Saturday, April 25, 2015

A-to-Z Challenge: V

And now, because I’m feeling cheery, void.

Void first showed up in the early fourteenth century meaning vacant or to clear something away. It wasn’t until the early seventeenth century that it just meant unoccupied space in general, and the vacuum of space until a century after that. Anyway, void comes from the Anglo French/Old French voide/viude, empty, vast, or uncultivated. It comes from the classical Latin vocivos, empty, and vacuus, emptiness or void. And where vacuum comes from, of course.

Void: vacuum, but shorter and with a different consonant at the end.



  1. So, void and vacuum is basically the same word. That's cool. Quite interesting how things develop >:)

    Cold As Heaven

  2. So how did we get the vacuum cleaner? A void of dirt on the carpet seems odd.

  3. Void and vacuum do have similar meanings. I was going to ask the same question as Alex. :P

  4. I do like when I void my house of dirt with my vacuum.

    Good luck with the A to Z Challenge!
    A to Z Co-Host S. L. Hennessy

  5. I like the vast aspect of void. Sometimes a void can feel that way.

  6. I guess a void doesn't have to be a vacuum but a vacuum has to be a void.

  7. Another one that seems to make sense; now I wonder about avoid


  8. There was a time when people didn't have a concept of empty, so that makes sense. It's like computer meant something different before the machines we use were invented. I mean, there was no zero in numbers originally.
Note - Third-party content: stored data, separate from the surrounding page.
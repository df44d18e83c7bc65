//! Database type definitions
//!
//! Core data structures for column types, values read back from the
//! database, and values bound into statements.

use bytes::BytesMut;
use chrono::{DateTime, NaiveDate, NaiveDateTime, NaiveTime, Utc};
use rust_decimal::Decimal;
use std::error::Error;
use tokio_postgres::types::{IsNull, ToSql, Type, to_sql_checked};

/// Database data types
#[derive(Debug, Clone, PartialEq, Eq)]
pub enum DataType {
    // Integer types
    SmallInt,
    Integer,
    BigInt,

    // Floating point
    Real,
    Double,
    Numeric,

    // Text types
    Text,
    Varchar(Option<usize>),
    Char(Option<usize>),

    // Boolean
    Boolean,

    // Date/time types
    Date,
    Time,
    Timestamp,
    TimestampTz,
    Interval,

    // JSON types
    Json,
    Jsonb,

    // Binary data
    Bytea,

    // UUID
    Uuid,

    // Array type
    Array(Box<DataType>),

    // Other/unknown types (enums, domains, extensions)
    Unknown(String),
}

/// A cell value read back from the database
#[derive(Debug, Clone, PartialEq)]
pub enum CellValue {
    /// NULL value
    Null,

    /// Integer value
    Integer(i64),

    /// Floating point value
    Float(f64),

    /// Text/string value
    Text(String),

    /// Boolean value
    Boolean(bool),

    /// JSON value (parsed)
    Json(serde_json::Value),

    /// Binary data
    Binary(Vec<u8>),

    /// Date/time value, already rendered in its fixed format
    DateTime(String),

    /// UUID value
    Uuid(String),

    /// Array value
    Array(Vec<CellValue>),
}

/// A value ready to be bound as a statement parameter
///
/// Each variant carries the Rust type tokio-postgres expects for the
/// matching column type, so binding never relies on server-side casts.
#[derive(Debug, Clone, PartialEq)]
pub enum TypedValue {
    Null,
    SmallInt(i16),
    Integer(i32),
    BigInt(i64),
    Real(f32),
    Double(f64),
    Numeric(Decimal),
    Boolean(bool),
    Text(String),
    Timestamp(NaiveDateTime),
    TimestampTz(DateTime<Utc>),
    Date(NaiveDate),
    Time(NaiveTime),
    Uuid(uuid::Uuid),
    Json(serde_json::Value),
}

impl DataType {
    /// Get a human-readable display name for this type
    pub fn display_name(&self) -> String {
        match self {
            DataType::SmallInt => "smallint".to_string(),
            DataType::Integer => "integer".to_string(),
            DataType::BigInt => "bigint".to_string(),
            DataType::Real => "real".to_string(),
            DataType::Double => "double precision".to_string(),
            DataType::Numeric => "numeric".to_string(),
            DataType::Text => "text".to_string(),
            DataType::Varchar(Some(n)) => format!("varchar({})", n),
            DataType::Varchar(None) => "varchar".to_string(),
            DataType::Char(Some(n)) => format!("char({})", n),
            DataType::Char(None) => "char".to_string(),
            DataType::Boolean => "boolean".to_string(),
            DataType::Date => "date".to_string(),
            DataType::Time => "time".to_string(),
            DataType::Timestamp => "timestamp".to_string(),
            DataType::TimestampTz => "timestamptz".to_string(),
            DataType::Interval => "interval".to_string(),
            DataType::Json => "json".to_string(),
            DataType::Jsonb => "jsonb".to_string(),
            DataType::Bytea => "bytea".to_string(),
            DataType::Uuid => "uuid".to_string(),
            DataType::Array(inner) => format!("{}[]", inner.display_name()),
            DataType::Unknown(s) => s.clone(),
        }
    }

    /// Whether form input for this type is stored as-is (so an empty
    /// string stays an empty string rather than becoming NULL)
    pub fn is_textual(&self) -> bool {
        matches!(
            self,
            DataType::Text | DataType::Varchar(_) | DataType::Char(_) | DataType::Unknown(_)
        )
    }

    /// Map a tokio-postgres wire type to our DataType enum
    pub fn from_pg_type(pg_type: &Type) -> DataType {
        match *pg_type {
            Type::INT2 => DataType::SmallInt,
            Type::INT4 => DataType::Integer,
            Type::INT8 => DataType::BigInt,
            Type::FLOAT4 => DataType::Real,
            Type::FLOAT8 => DataType::Double,
            Type::NUMERIC => DataType::Numeric,
            Type::TEXT | Type::NAME => DataType::Text,
            Type::VARCHAR => DataType::Varchar(None),
            Type::CHAR | Type::BPCHAR => DataType::Char(None),
            Type::BOOL => DataType::Boolean,
            Type::DATE => DataType::Date,
            Type::TIME => DataType::Time,
            Type::TIMESTAMP => DataType::Timestamp,
            Type::TIMESTAMPTZ => DataType::TimestampTz,
            Type::INTERVAL => DataType::Interval,
            Type::JSON => DataType::Json,
            Type::JSONB => DataType::Jsonb,
            Type::BYTEA => DataType::Bytea,
            Type::UUID => DataType::Uuid,
            Type::BOOL_ARRAY => DataType::Array(Box::new(DataType::Boolean)),
            Type::INT2_ARRAY => DataType::Array(Box::new(DataType::SmallInt)),
            Type::INT4_ARRAY => DataType::Array(Box::new(DataType::Integer)),
            Type::INT8_ARRAY => DataType::Array(Box::new(DataType::BigInt)),
            Type::FLOAT4_ARRAY => DataType::Array(Box::new(DataType::Real)),
            Type::FLOAT8_ARRAY => DataType::Array(Box::new(DataType::Double)),
            Type::TEXT_ARRAY | Type::VARCHAR_ARRAY | Type::NAME_ARRAY => {
                DataType::Array(Box::new(DataType::Text))
            }
            Type::UUID_ARRAY => DataType::Array(Box::new(DataType::Uuid)),
            Type::NUMERIC_ARRAY => DataType::Array(Box::new(DataType::Numeric)),
            _ => DataType::Unknown(pg_type.name().to_string()),
        }
    }

    /// Map `format_type()` output to our DataType enum.
    ///
    /// `format_type()` returns strings like "integer", "character varying(255)",
    /// "numeric(10,2)", "timestamp with time zone", "text[]", etc.
    pub fn from_format_type(type_name: &str) -> DataType {
        if let Some(inner) = type_name.strip_suffix("[]") {
            return DataType::Array(Box::new(DataType::from_format_type(inner)));
        }

        // Parameterized types: "numeric(10,2)", "timestamp(3) without time zone"
        let (base, params) = match (type_name.find('('), type_name.find(')')) {
            (Some(open), Some(close)) if close > open => {
                let base = format!("{}{}", &type_name[..open], &type_name[close + 1..]);
                (base, Some(&type_name[open + 1..close]))
            }
            _ => (type_name.to_string(), None),
        };

        match base.trim() {
            "smallint" => DataType::SmallInt,
            "integer" => DataType::Integer,
            "bigint" => DataType::BigInt,
            "real" => DataType::Real,
            "double precision" => DataType::Double,
            "numeric" => DataType::Numeric,
            "text" | "name" => DataType::Text,
            "character varying" => DataType::Varchar(params.and_then(|p| p.parse().ok())),
            "character" => DataType::Char(params.and_then(|p| p.parse().ok())),
            "boolean" => DataType::Boolean,
            "date" => DataType::Date,
            "time without time zone" => DataType::Time,
            "timestamp without time zone" => DataType::Timestamp,
            "timestamp with time zone" => DataType::TimestampTz,
            "interval" => DataType::Interval,
            "json" => DataType::Json,
            "jsonb" => DataType::Jsonb,
            "bytea" => DataType::Bytea,
            "uuid" => DataType::Uuid,
            other => DataType::Unknown(other.to_string()),
        }
    }
}

impl CellValue {
    /// Full textual form of the value; `None` for SQL NULL
    pub fn to_text(&self) -> Option<String> {
        let text = match self {
            CellValue::Null => return None,
            CellValue::Integer(i) => i.to_string(),
            CellValue::Float(f) => f.to_string(),
            CellValue::Text(s) => s.clone(),
            CellValue::Boolean(b) => b.to_string(),
            CellValue::Json(v) => v.to_string(),
            CellValue::Binary(b) => hex_encode(b),
            CellValue::DateTime(s) => s.clone(),
            CellValue::Uuid(s) => s.clone(),
            CellValue::Array(arr) => {
                let items: Vec<String> = arr
                    .iter()
                    .map(|v| v.to_text().unwrap_or_else(|| "NULL".to_string()))
                    .collect();
                format!("{{{}}}", items.join(","))
            }
        };
        Some(text)
    }
}

/// Hex-encode binary data in PostgreSQL's escape form (e.g. `\xdeadbeef`).
fn hex_encode(bytes: &[u8]) -> String {
    let mut s = String::with_capacity(2 + bytes.len() * 2);
    s.push_str("\\x");
    for b in bytes {
        s.push_str(&format!("{:02x}", b));
    }
    s
}

impl ToSql for TypedValue {
    fn to_sql(&self, ty: &Type, out: &mut BytesMut) -> Result<IsNull, Box<dyn Error + Sync + Send>> {
        match self {
            TypedValue::Null => Ok(IsNull::Yes),
            TypedValue::SmallInt(v) => v.to_sql(ty, out),
            TypedValue::Integer(v) => v.to_sql(ty, out),
            TypedValue::BigInt(v) => v.to_sql(ty, out),
            TypedValue::Real(v) => v.to_sql(ty, out),
            TypedValue::Double(v) => v.to_sql(ty, out),
            TypedValue::Numeric(v) => v.to_sql(ty, out),
            TypedValue::Boolean(v) => v.to_sql(ty, out),
            TypedValue::Text(v) => v.to_sql(ty, out),
            TypedValue::Timestamp(v) => v.to_sql(ty, out),
            TypedValue::TimestampTz(v) => v.to_sql(ty, out),
            TypedValue::Date(v) => v.to_sql(ty, out),
            TypedValue::Time(v) => v.to_sql(ty, out),
            TypedValue::Uuid(v) => v.to_sql(ty, out),
            TypedValue::Json(v) => v.to_sql(ty, out),
        }
    }

    // The codec picks the variant from the column's declared type, and the
    // server rejects a mismatched binary encoding anyway.
    fn accepts(_ty: &Type) -> bool {
        true
    }

    to_sql_checked!();
}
  9. Yep, this one makes sense. Thanks for all these words, Romans!

  10. Interesting. I mostly use it in a context of "to cancel". Like to void the check. But, then, I'm all about bookkeeping.
    Visit me at: Life & Faith in Caneyhead
    I am Ensign B of Tremps' Troops
    with the A to Z Challenge

  11. I like the word void - it sounds so ominous. It's such a small word for such a huge idea :).